----- Input data -----

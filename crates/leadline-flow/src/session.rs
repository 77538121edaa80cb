// SPDX-FileCopyrightText: 2026 Leadline Contributors
// SPDX-License-Identifier: MIT OR Apache-2.0

//! In-memory session store keyed by conversation.
//!
//! Holds the active [`FlowState`] of every conversation plus one async mutex
//! per conversation. A turn holds its conversation's lock from the first
//! read of the state to the final write, so two turns of the same
//! conversation never interleave while other conversations proceed.

use std::sync::Arc;

use dashmap::DashMap;
use leadline_core::ConversationId;
use tokio::sync::{Mutex, OwnedMutexGuard};

use crate::state::FlowState;

#[derive(Debug, Default)]
pub struct SessionStore {
    states: DashMap<ConversationId, FlowState>,
    locks: DashMap<ConversationId, Arc<Mutex<()>>>,
}

impl SessionStore {
    pub fn new() -> Self {
        Self::default()
    }

    /// Acquire the turn lock of a conversation.
    pub async fn lock(&self, conversation: ConversationId) -> OwnedMutexGuard<()> {
        let lock = self
            .locks
            .entry(conversation)
            .or_insert_with(|| Arc::new(Mutex::new(())))
            .clone();
        lock.lock_owned().await
    }

    /// Current state; [`FlowState::Idle`] when nothing is stored.
    pub fn get(&self, conversation: ConversationId) -> FlowState {
        self.states
            .get(&conversation)
            .map(|entry| entry.value().clone())
            .unwrap_or_default()
    }

    /// Replace the state. Storing `Idle` removes the entry.
    pub fn set(&self, conversation: ConversationId, state: FlowState) {
        if state.is_idle() {
            self.states.remove(&conversation);
        } else {
            self.states.insert(conversation, state);
        }
    }

    pub fn clear(&self, conversation: ConversationId) {
        self.states.remove(&conversation);
    }

    /// Number of conversations with an active flow.
    pub fn active(&self) -> usize {
        self.states.len()
    }
}

#[cfg(test)]
mod tests {
    use super::*;
    use std::time::Duration;

    use crate::state::{AddClientStep, BulkStep};

    #[test]
    fn missing_conversation_is_idle() {
        let store = SessionStore::new();
        assert!(store.get(ConversationId(1)).is_idle());
    }

    #[test]
    fn set_replaces_previous_flow() {
        let store = SessionStore::new();
        let chat = ConversationId(7);
        store.set(
            chat,
            FlowState::AddClient(AddClientStep::Name {
                phone: "+1".into(),
            }),
        );
        store.set(chat, FlowState::BulkCompanies(BulkStep::Entries));
        assert_eq!(store.get(chat), FlowState::BulkCompanies(BulkStep::Entries));
        assert_eq!(store.active(), 1);
    }

    #[test]
    fn idle_and_clear_drop_the_entry() {
        let store = SessionStore::new();
        let chat = ConversationId(3);
        store.set(chat, FlowState::AddClient(AddClientStep::Phone));
        store.set(chat, FlowState::Idle);
        assert_eq!(store.active(), 0);

        store.set(chat, FlowState::AddClient(AddClientStep::Phone));
        store.clear(chat);
        assert!(store.get(chat).is_idle());
    }

    #[test]
    fn conversations_are_independent() {
        let store = SessionStore::new();
        store.set(ConversationId(1), FlowState::AddClient(AddClientStep::Phone));
        assert!(store.get(ConversationId(2)).is_idle());
    }

    #[tokio::test]
    async fn lock_serializes_one_conversation() {
        let store = Arc::new(SessionStore::new());
        let chat = ConversationId(9);
        let guard = store.lock(chat).await;

        let other = store.clone();
        let waiter = tokio::spawn(async move {
            let _guard = other.lock(chat).await;
        });
        tokio::time::sleep(Duration::from_millis(20)).await;
        assert!(!waiter.is_finished());

        let _other_chat = store.lock(ConversationId(10)).await;
        drop(guard);
        tokio::time::timeout(Duration::from_secs(1), waiter)
            .await
            .unwrap()
            .unwrap();
    }
}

-----

• _Prompt_: Which lines above include the word "clone"? Pick them out and copy them.

• _Expected answer_:
            .clone();
            .map(|entry| entry.value().clone())
        let other = store.clone();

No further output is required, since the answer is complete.